//! Handlers for the WhatsApp integration endpoints.
//!
//! | Method | Path | Notes |
//! |--------|------|-------|
//! | `POST` | `/whatsapp/import` | Run one guarded pass now; 409 while busy, 502 if the source is down |
//! | `GET`  | `/whatsapp/stats` | Aggregate counts from the remote conversation table |
//! | `POST` | `/whatsapp/auto-import/start` | Body: `{"intervalMinutes":5}`, optional |
//! | `POST` | `/whatsapp/auto-import/stop` | Idempotent |
//! | `GET`  | `/whatsapp/auto-import/status` | `{"enabled":...,"intervalMinutes":...}` |
//! | `POST` | `/whatsapp/backfill-followups` | One-time maintenance; returns `{"updated":n}` |

use axum::{Json, extract::State};
use leadbook_core::{
  conversation::SourceStats, source::ConversationSource, store::LeadStore,
};
use leadbook_sync::{DEFAULT_INTERVAL_MINUTES, WorkerStatus};
use serde::{Deserialize, Serialize};

use crate::{AppState, error::ApiError};

// ─── Manual import ────────────────────────────────────────────────────────────

#[derive(Debug, Serialize)]
pub struct ImportResponse {
  pub message:  String,
  pub imported: u64,
  pub updated:  u64,
  pub total:    u64,
}

/// `POST /whatsapp/import` — run a single reconciliation pass.
pub async fn import_now<S, C>(
  State(state): State<AppState<S, C>>,
) -> Result<Json<ImportResponse>, ApiError>
where
  S: LeadStore + 'static,
  C: ConversationSource + 'static,
{
  let summary = state.worker.run_once().await?;
  Ok(Json(ImportResponse {
    message:  format!(
      "Import completed: {} new leads, {} updated",
      summary.imported, summary.updated
    ),
    imported: summary.imported,
    updated:  summary.updated,
    total:    summary.total,
  }))
}

// ─── Stats ────────────────────────────────────────────────────────────────────

/// `GET /whatsapp/stats`
pub async fn stats<S, C>(
  State(state): State<AppState<S, C>>,
) -> Result<Json<SourceStats>, ApiError>
where
  S: LeadStore + 'static,
  C: ConversationSource + 'static,
{
  let stats = state
    .source
    .fetch_stats()
    .await
    .map_err(|e| ApiError::SourceUnavailable(e.to_string()))?;
  Ok(Json(stats))
}

// ─── Auto-import lifecycle ────────────────────────────────────────────────────

/// JSON body accepted by `POST /whatsapp/auto-import/start`. The whole body
/// is optional; a missing interval means the five-minute default.
#[derive(Debug, Default, Deserialize)]
#[serde(rename_all = "camelCase")]
pub struct StartBody {
  pub interval_minutes: Option<u64>,
}

/// `POST /whatsapp/auto-import/start`
pub async fn start_auto_import<S, C>(
  State(state): State<AppState<S, C>>,
  body: Option<Json<StartBody>>,
) -> Result<Json<WorkerStatus>, ApiError>
where
  S: LeadStore + 'static,
  C: ConversationSource + 'static,
{
  let interval = body
    .and_then(|Json(b)| b.interval_minutes)
    .unwrap_or(DEFAULT_INTERVAL_MINUTES);
  state.worker.start(interval).await?;
  Ok(Json(state.worker.status()))
}

/// `POST /whatsapp/auto-import/stop`
pub async fn stop_auto_import<S, C>(
  State(state): State<AppState<S, C>>,
) -> Json<WorkerStatus>
where
  S: LeadStore + 'static,
  C: ConversationSource + 'static,
{
  state.worker.stop().await;
  Json(state.worker.status())
}

/// `GET /whatsapp/auto-import/status`
pub async fn auto_import_status<S, C>(
  State(state): State<AppState<S, C>>,
) -> Json<WorkerStatus>
where
  S: LeadStore + 'static,
  C: ConversationSource + 'static,
{
  Json(state.worker.status())
}

// ─── Backfill ─────────────────────────────────────────────────────────────────

#[derive(Debug, Serialize)]
pub struct BackfillResponse {
  pub updated: u64,
}

/// `POST /whatsapp/backfill-followups` — give every synced lead that still
/// lacks a follow-up date one set to today.
pub async fn backfill_followups<S, C>(
  State(state): State<AppState<S, C>>,
) -> Result<Json<BackfillResponse>, ApiError>
where
  S: LeadStore + 'static,
  C: ConversationSource + 'static,
{
  let updated = state
    .store
    .backfill_followup_dates()
    .await
    .map_err(|e| ApiError::Store(Box::new(e)))?;
  Ok(Json(BackfillResponse { updated }))
}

______________________________

Work order: Going through the listing above, count every line in which the word "imported" occurs, and state only the count.

Exercise solution: 3